Search term "impl": please copy every line of the records below that contains it.

Stored data entries:
^^^^^^^^^^^^^^^^
//! Dirichlet boundary control of a 3-D elliptic equation.
//!
//! The state `y` lives on a uniform `(N+2)³` lattice over the unit cube. The
//! `N³` interior values are tied together by a 7-point discretization of
//! `−Δy = −d`, one equality constraint per interior point. The boundary
//! values are decision variables like any other: they act as the control,
//! they are the Dirichlet data the stencil reads, and they are charged a
//! control cost in the objective.
//!
//! Every preset in [`Variant`] is a [`Parameters`] record; a problem is
//! built from parameters plus a grid resolution.

mod error;
mod grid;
mod hessian;
mod objective;
mod parameters;
mod pde;
mod penalty;
mod report;
mod scaling;
mod target;
mod variant;

pub use error::ConfigError;
pub use grid::{Grid, Point, PointKind};
pub use hessian::LagrangianHessian;
pub use objective::Objective;
pub use parameters::{BoundPair, ControlReference, Parameters, PenaltyShape};
pub use pde::{Pde, STENCIL};
pub use penalty::Penalty;
pub use report::SolutionReport;
pub use target::TargetProfile;
pub use variant::{ParseVariantError, Variant};

use bcontrol_core::{
    Bounds, EvalError, IndexStyle, NlpInfo, NlpProblem, Scaling, Solution, SparsityPattern,
    StartingPoint, check_len,
};

/// A configured boundary-control instance.
///
/// Construction validates every constant and precomputes the target field,
/// so all evaluation callbacks are infallible apart from argument-length
/// checks.
#[derive(Debug, Clone)]
pub struct BoundaryControl3D {
    grid: Grid,
    params: Parameters,
    objective: Objective,
    pde: Pde,
    index_style: IndexStyle,
}

impl BoundaryControl3D {
    /// Creates a problem with `n` interior points per dimension.
    ///
    /// # Errors
    ///
    /// Returns a [`ConfigError`] if `n` is zero or too large, or if
    /// `params` fails [`Parameters::validate`].
    pub fn new(n: usize, params: Parameters) -> Result<Self, ConfigError> {
        params.validate()?;
        let grid = Grid::new(n)?;

        log::info!(
            "boundary control 3d: N = {n}, {} variables, {} constraints, alpha = {}, penalty (B = {}, C = {}), target {:?}",
            grid.num_points(),
            grid.num_interior(),
            params.alpha,
            params.penalty.width,
            params.penalty.slope,
            params.target,
        );

        Ok(Self {
            grid,
            params,
            objective: Objective::new(grid, &params),
            pde: Pde::new(grid, params.d_const),
            index_style: IndexStyle::C,
        })
    }

    /// Creates a problem from one of the preset variants.
    ///
    /// # Errors
    ///
    /// Returns a [`ConfigError`] if `n` is zero or too large.
    pub fn from_variant(variant: Variant, n: usize) -> Result<Self, ConfigError> {
        log::debug!("building preset {variant}");
        Self::new(n, variant.parameters())
    }

    /// Sets the index convention reported in [`NlpInfo`].
    #[must_use]
    pub fn with_index_style(mut self, index_style: IndexStyle) -> Self {
        self.index_style = index_style;
        self
    }

    #[must_use]
    pub fn grid(&self) -> &Grid {
        &self.grid
    }

    #[must_use]
    pub fn parameters(&self) -> &Parameters {
        &self.params
    }

    #[must_use]
    pub fn objective_terms(&self) -> &Objective {
        &self.objective
    }

    #[must_use]
    pub fn pde(&self) -> &Pde {
        &self.pde
    }

    #[must_use]
    pub fn hessian(&self) -> LagrangianHessian<'_> {
        LagrangianHessian::new(self.grid, &self.objective, &self.pde)
    }

    /// Summarizes a final iterate.
    ///
    /// # Errors
    ///
    /// Returns [`EvalError::DimensionMismatch`] if `solution.x` or
    /// `solution.g` do not match the problem dimensions.
    pub fn report(&self, solution: &Solution<'_>) -> Result<SolutionReport, EvalError> {
        check_len("x", self.grid.num_points(), solution.x.len())?;
        check_len("g", self.pde.num_constraints(), solution.g.len())?;
        Ok(SolutionReport::new(&self.grid, &self.objective, solution))
    }

    fn check_x(&self, x: &[f64]) -> Result<(), EvalError> {
        check_len("x", self.grid.num_points(), x.len())
    }
}

fn check_pattern(
    shape: (usize, usize),
    nnz: usize,
    pattern: &SparsityPattern,
) -> Result<(), EvalError> {
    if pattern.len() != nnz {
        return Err(EvalError::PatternMismatch {
            expected: nnz,
            actual: pattern.len(),
        });
    }
    if pattern.shape() != shape {
        return Err(EvalError::PatternShapeMismatch {
            expected: shape,
            actual: pattern.shape(),
        });
    }
    Ok(())
}

impl NlpProblem for BoundaryControl3D {
    type Error = EvalError;

    fn info(&self) -> NlpInfo {
        NlpInfo {
            n: self.grid.num_points(),
            m: self.pde.num_constraints(),
            nnz_jac_g: self.pde.nnz(),
            nnz_h_lag: self.hessian().nnz(),
            index_style: self.index_style,
        }
    }

    /// State bounds everywhere, overridden by control bounds on the faces.
    /// Edge points keep the state bounds.
    fn bounds(&self) -> Bounds {
        let BoundPair { lower, upper } = self.params.state_bounds;
        let control = self.params.control_bounds;

        let mut bounds = Bounds::uniform(
            self.grid.num_points(),
            self.pde.num_constraints(),
            lower,
            upper,
        );
        for p in self.grid.faces() {
            bounds.set_variable(
                self.grid.y_index(p.i, p.j, p.k),
                control.lower,
                control.upper,
            );
        }
        bounds
    }

    fn starting_point(&self) -> StartingPoint {
        let mut x = vec![0.0; self.grid.num_points()];
        let u0 = self.params.control_bounds.midpoint();
        for p in self.grid.faces() {
            x[self.grid.y_index(p.i, p.j, p.k)] = u0;
        }
        StartingPoint::primal(x).with_zero_multipliers(self.pde.num_constraints())
    }

    fn objective(&self, x: &[f64]) -> Result<f64, EvalError> {
        self.check_x(x)?;
        Ok(self.objective.value(x))
    }

    fn gradient(&self, x: &[f64], grad_f: &mut [f64]) -> Result<(), EvalError> {
        self.check_x(x)?;
        check_len("grad_f", self.grid.num_points(), grad_f.len())?;
        self.objective.gradient(x, grad_f);
        Ok(())
    }

    fn constraints(&self, x: &[f64], g: &mut [f64]) -> Result<(), EvalError> {
        self.check_x(x)?;
        check_len("g", self.pde.num_constraints(), g.len())?;
        self.pde.residuals(x, g);
        Ok(())
    }

    fn jacobian_structure(&self) -> SparsityPattern {
        log::debug!("jacobian structure: {} entries", self.pde.nnz());
        self.pde.describe_structure()
    }

    fn jacobian_values(
        &self,
        x: &[f64],
        pattern: &SparsityPattern,
        values: &mut [f64],
    ) -> Result<(), EvalError> {
        self.check_x(x)?;
        check_pattern(
            (self.pde.num_constraints(), self.grid.num_points()),
            self.pde.nnz(),
            pattern,
        )?;
        check_len("values", pattern.len(), values.len())?;
        self.pde.evaluate_values(x, values);
        Ok(())
    }

    fn hessian_structure(&self) -> SparsityPattern {
        let hessian = self.hessian();
        log::debug!("hessian structure: {} diagonal entries", hessian.nnz());
        hessian.describe_structure()
    }

    fn hessian_values(
        &self,
        x: &[f64],
        obj_factor: f64,
        lambda: &[f64],
        pattern: &SparsityPattern,
        values: &mut [f64],
    ) -> Result<(), EvalError> {
        let hessian = self.hessian();
        self.check_x(x)?;
        check_len("lambda", self.pde.num_constraints(), lambda.len())?;
        let n = self.grid.num_points();
        check_pattern((n, n), hessian.nnz(), pattern)?;
        check_len("values", pattern.len(), values.len())?;
        hessian.evaluate_values(x, obj_factor, lambda, values);
        Ok(())
    }

    fn scaling(&self) -> Option<Scaling> {
        Some(scaling::user_scaling(&self.grid))
    }

    fn finalize(&self, solution: &Solution<'_>) {
        match self.report(solution) {
            Ok(report) if report.status.is_success() => log::info!("{report}"),
            Ok(report) => log::warn!("solver stopped without success: {report}"),
            Err(err) => log::warn!("cannot summarize final iterate: {err}"),
        }
    }
}

#[cfg(test)]
mod tests {
    use super::*;

    use approx::assert_relative_eq;
    use bcontrol_core::SolverReturn;

    #[test]
    fn dimensions_follow_grid() {
        let problem = BoundaryControl3D::from_variant(Variant::Ex1, 3).expect("valid problem");
        let info = problem.info();

        assert_eq!(info.n, 125);
        assert_eq!(info.m, 27);
        assert_eq!(info.nnz_jac_g, 7 * 27);
        assert_eq!(info.nnz_h_lag, 27 + 6 * 9);
        assert_eq!(info.index_style, IndexStyle::C);

        let problem = BoundaryControl3D::from_variant(Variant::Ex4Bt, 3).expect("valid problem");
        assert_eq!(problem.info().nnz_h_lag, 27);
    }

    #[test]
    fn rejects_invalid_configuration() {
        assert!(matches!(
            BoundaryControl3D::from_variant(Variant::Ex1, 0),
            Err(ConfigError::GridTooSmall { n: 0 })
        ));

        let params = Parameters {
            alpha: f64::NAN,
            ..Variant::Ex1.parameters()
        };
        assert!(matches!(
            BoundaryControl3D::new(2, params),
            Err(ConfigError::InvalidWeight { .. })
        ));

        let params = Parameters {
            penalty: PenaltyShape::new(1e-100, 0.01),
            ..Variant::Ex1.parameters()
        };
        assert!(matches!(
            BoundaryControl3D::new(1, params),
            Err(ConfigError::InvalidPenalty { .. })
        ));
    }

    #[test]
    fn bounds_distinguish_faces_from_edges() {
        let problem = BoundaryControl3D::from_variant(Variant::Ex3, 2).expect("valid problem");
        let grid = *problem.grid();
        let bounds = problem.bounds();

        for p in grid.points() {
            let idx = grid.y_index(p.i, p.j, p.k);
            let expected = match grid.kind(p) {
                PointKind::Face => (1.6, 2.3),
                PointKind::Interior | PointKind::Edge => (-1e20, 3.2),
            };
            assert_eq!((bounds.x_l[idx], bounds.x_u[idx]), expected);
        }
        assert_eq!(bounds.g_l.len(), 8);
        assert!(bounds.all_equalities());
        assert!(bounds.g_u.iter().all(|u| u.abs() < f64::EPSILON));
    }

    #[test]
    fn start_puts_faces_at_control_midpoint() {
        let problem = BoundaryControl3D::from_variant(Variant::Ex3Bt, 2).expect("valid problem");
        let grid = *problem.grid();
        let start = problem.starting_point();

        for p in grid.points() {
            let value = start.x[grid.y_index(p.i, p.j, p.k)];
            if grid.kind(p) == PointKind::Face {
                assert_relative_eq!(value, 1.95);
            } else {
                assert_relative_eq!(value, 0.0);
            }
        }
        assert_eq!(start.lambda.as_deref(), Some(&[0.0; 8][..]));
        assert_eq!(start.z_l.map(|z| z.len()), Some(64));
    }

    #[test]
    fn rejects_wrongly_sized_arguments() {
        let problem = BoundaryControl3D::from_variant(Variant::Ex1, 2).expect("valid problem");
        let x = vec![0.0; 63];

        assert_eq!(
            problem.objective(&x),
            Err(EvalError::DimensionMismatch {
                what: "x",
                expected: 64,
                actual: 63,
            })
        );

        let x = vec![0.0; 64];
        let mut g = vec![0.0; 7];
        assert!(matches!(
            problem.constraints(&x, &mut g),
            Err(EvalError::DimensionMismatch { what: "g", .. })
        ));
    }

    #[test]
    fn values_require_the_matching_pattern() {
        let problem = BoundaryControl3D::from_variant(Variant::Ex1, 2).expect("valid problem");
        let x = vec![1.0; 64];
        let jac = problem.jacobian_structure();
        let hess = problem.hessian_structure();

        let mut values = vec![0.0; hess.len()];
        assert_eq!(
            problem.jacobian_values(&x, &hess, &mut values),
            Err(EvalError::PatternMismatch {
                expected: jac.len(),
                actual: hess.len(),
            })
        );

        let mut values = vec![0.0; jac.len()];
        problem
            .jacobian_values(&x, &jac, &mut values)
            .expect("matching pattern");

        let mut values = vec![0.0; hess.len()];
        problem
            .hessian_values(&x, 1.0, &[0.0; 8], &hess, &mut values)
            .expect("matching pattern");
    }

    #[test]
    fn equal_sized_patterns_are_told_apart() {
        // With N = 1 both patterns have seven entries.
        let problem = BoundaryControl3D::from_variant(Variant::Ex1, 1).expect("valid problem");
        let x = vec![1.0; 27];
        let jac = problem.jacobian_structure();
        let hess = problem.hessian_structure();
        assert_eq!(jac.len(), hess.len());

        let mut values = vec![0.0; 7];
        assert_eq!(
            problem.jacobian_values(&x, &hess, &mut values),
            Err(EvalError::PatternShapeMismatch {
                expected: (1, 27),
                actual: (27, 27),
            })
        );
        assert_eq!(
            problem.hessian_values(&x, 1.0, &[0.0], &jac, &mut values),
            Err(EvalError::PatternShapeMismatch {
                expected: (27, 27),
                actual: (1, 27),
            })
        );
    }

    #[test]
    fn scaling_is_objective_only() {
        let problem = BoundaryControl3D::from_variant(Variant::Ex2, 1).expect("valid problem");
        let scaling = problem.scaling().expect("scaling provided");
        assert_relative_eq!(scaling.objective, 8.0);
        assert!(scaling.variables.is_none());
    }

    #[test]
    fn report_checks_dimensions() {
        let problem = BoundaryControl3D::from_variant(Variant::Ex1, 1).expect("valid problem");
        let x = vec![0.0; 27];
        let solution = Solution {
            status: SolverReturn::MaxIterExceeded,
            x: &x,
            z_l: &[],
            z_u: &[],
            g: &[0.0, 0.0],
            lambda: &[0.0],
            objective: 1.0,
        };
        assert!(matches!(
            problem.report(&solution),
            Err(EvalError::DimensionMismatch { what: "g", .. })
        ));

        // Logging the failure must not panic.
        problem.finalize(&solution);
    }
}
^^^^^^^^^^^^^^^^
▶ Answer for this exercise:
impl BoundaryControl3D {
impl NlpProblem for BoundaryControl3D {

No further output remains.